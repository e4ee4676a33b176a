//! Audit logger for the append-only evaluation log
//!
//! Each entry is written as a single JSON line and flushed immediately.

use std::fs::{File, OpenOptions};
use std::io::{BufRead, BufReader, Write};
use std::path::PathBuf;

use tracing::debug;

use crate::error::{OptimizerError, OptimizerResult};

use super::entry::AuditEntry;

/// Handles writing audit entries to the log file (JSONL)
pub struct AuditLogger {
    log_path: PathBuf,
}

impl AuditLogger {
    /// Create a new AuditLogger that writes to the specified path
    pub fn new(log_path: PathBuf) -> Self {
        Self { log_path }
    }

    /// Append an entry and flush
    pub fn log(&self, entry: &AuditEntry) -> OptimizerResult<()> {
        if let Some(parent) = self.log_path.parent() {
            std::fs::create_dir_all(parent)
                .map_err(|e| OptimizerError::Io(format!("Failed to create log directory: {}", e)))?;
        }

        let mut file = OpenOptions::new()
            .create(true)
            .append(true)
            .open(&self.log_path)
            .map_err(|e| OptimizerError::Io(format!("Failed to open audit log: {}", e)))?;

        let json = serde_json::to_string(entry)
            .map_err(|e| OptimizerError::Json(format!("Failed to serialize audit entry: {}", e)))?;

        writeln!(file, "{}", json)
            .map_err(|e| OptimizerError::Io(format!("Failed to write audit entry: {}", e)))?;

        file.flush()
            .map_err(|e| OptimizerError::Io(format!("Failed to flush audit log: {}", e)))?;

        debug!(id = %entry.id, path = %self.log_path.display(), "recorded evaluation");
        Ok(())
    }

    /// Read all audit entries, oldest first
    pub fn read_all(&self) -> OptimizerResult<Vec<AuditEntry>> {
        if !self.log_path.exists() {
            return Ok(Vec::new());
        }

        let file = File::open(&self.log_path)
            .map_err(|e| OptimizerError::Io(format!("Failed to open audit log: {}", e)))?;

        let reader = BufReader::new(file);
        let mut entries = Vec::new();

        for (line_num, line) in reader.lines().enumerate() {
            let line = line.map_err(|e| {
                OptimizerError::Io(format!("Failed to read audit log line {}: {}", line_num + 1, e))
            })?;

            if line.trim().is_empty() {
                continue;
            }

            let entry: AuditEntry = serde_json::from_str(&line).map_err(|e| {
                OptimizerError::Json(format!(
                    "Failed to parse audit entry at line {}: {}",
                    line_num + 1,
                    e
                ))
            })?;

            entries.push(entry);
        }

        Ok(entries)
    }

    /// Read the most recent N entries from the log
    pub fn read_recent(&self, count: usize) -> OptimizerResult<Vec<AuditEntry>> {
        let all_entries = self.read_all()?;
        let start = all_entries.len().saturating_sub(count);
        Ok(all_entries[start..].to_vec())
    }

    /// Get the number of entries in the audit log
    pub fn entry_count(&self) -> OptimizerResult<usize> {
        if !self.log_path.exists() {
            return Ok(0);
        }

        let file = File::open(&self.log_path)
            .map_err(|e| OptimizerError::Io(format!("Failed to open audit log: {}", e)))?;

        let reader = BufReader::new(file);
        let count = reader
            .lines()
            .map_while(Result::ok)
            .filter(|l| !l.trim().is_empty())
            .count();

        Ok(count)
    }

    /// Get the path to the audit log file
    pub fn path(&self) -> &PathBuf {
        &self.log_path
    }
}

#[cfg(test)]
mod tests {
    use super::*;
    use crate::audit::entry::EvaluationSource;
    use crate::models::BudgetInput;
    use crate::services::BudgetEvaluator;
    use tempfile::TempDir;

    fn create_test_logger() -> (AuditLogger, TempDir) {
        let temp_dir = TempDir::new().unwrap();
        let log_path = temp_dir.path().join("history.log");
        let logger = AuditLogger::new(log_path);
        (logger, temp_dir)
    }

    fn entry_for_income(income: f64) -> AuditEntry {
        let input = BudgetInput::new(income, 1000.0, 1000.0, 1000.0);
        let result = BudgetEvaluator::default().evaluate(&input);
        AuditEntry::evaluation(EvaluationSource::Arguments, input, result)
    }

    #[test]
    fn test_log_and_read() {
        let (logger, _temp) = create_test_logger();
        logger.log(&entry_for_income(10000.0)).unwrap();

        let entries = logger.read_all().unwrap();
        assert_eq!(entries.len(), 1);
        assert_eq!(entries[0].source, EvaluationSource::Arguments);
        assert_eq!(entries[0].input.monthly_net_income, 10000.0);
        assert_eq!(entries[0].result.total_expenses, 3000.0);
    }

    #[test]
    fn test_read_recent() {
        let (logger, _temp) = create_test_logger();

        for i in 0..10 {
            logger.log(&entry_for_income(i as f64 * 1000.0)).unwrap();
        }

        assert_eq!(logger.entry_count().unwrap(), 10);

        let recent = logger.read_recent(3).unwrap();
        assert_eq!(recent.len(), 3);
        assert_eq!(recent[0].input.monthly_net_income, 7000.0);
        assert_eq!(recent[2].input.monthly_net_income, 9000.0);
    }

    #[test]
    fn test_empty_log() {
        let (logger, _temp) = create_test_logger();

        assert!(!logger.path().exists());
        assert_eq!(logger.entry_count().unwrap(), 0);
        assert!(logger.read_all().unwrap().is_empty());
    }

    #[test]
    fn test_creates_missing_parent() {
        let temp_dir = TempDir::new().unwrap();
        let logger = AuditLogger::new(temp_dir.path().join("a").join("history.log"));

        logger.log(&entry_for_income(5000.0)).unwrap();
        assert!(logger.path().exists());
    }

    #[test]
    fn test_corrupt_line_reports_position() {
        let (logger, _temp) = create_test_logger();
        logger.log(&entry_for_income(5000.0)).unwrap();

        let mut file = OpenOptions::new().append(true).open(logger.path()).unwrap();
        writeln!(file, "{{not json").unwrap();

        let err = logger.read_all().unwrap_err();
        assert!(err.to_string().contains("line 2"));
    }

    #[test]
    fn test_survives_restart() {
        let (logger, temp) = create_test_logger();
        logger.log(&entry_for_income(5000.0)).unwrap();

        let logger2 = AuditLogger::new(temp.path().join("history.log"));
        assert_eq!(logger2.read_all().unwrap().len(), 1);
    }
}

= = =

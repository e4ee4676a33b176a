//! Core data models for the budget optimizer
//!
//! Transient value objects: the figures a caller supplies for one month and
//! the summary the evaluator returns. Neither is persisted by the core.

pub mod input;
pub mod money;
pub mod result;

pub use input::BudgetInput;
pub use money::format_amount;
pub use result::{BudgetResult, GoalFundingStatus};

= = =

What the exercise asks → Only the lines above from the one with "use std::path::PathBuf;" through the one with "to flush audit" should be duplicated, character for character.

Task response →
use std::path::PathBuf;

use tracing::debug;

use crate::error::{OptimizerError, OptimizerResult};

use super::entry::AuditEntry;

/// Handles writing audit entries to the log file (JSONL)
pub struct AuditLogger {
    log_path: PathBuf,
}

impl AuditLogger {
    /// Create a new AuditLogger that writes to the specified path
    pub fn new(log_path: PathBuf) -> Self {
        Self { log_path }
    }

    /// Append an entry and flush
    pub fn log(&self, entry: &AuditEntry) -> OptimizerResult<()> {
        if let Some(parent) = self.log_path.parent() {
            std::fs::create_dir_all(parent)
                .map_err(|e| OptimizerError::Io(format!("Failed to create log directory: {}", e)))?;
        }

        let mut file = OpenOptions::new()
            .create(true)
            .append(true)
            .open(&self.log_path)
            .map_err(|e| OptimizerError::Io(format!("Failed to open audit log: {}", e)))?;

        let json = serde_json::to_string(entry)
            .map_err(|e| OptimizerError::Json(format!("Failed to serialize audit entry: {}", e)))?;

        writeln!(file, "{}", json)
            .map_err(|e| OptimizerError::Io(format!("Failed to write audit entry: {}", e)))?;

        file.flush()
            .map_err(|e| OptimizerError::Io(format!("Failed to flush audit log: {}", e)))?;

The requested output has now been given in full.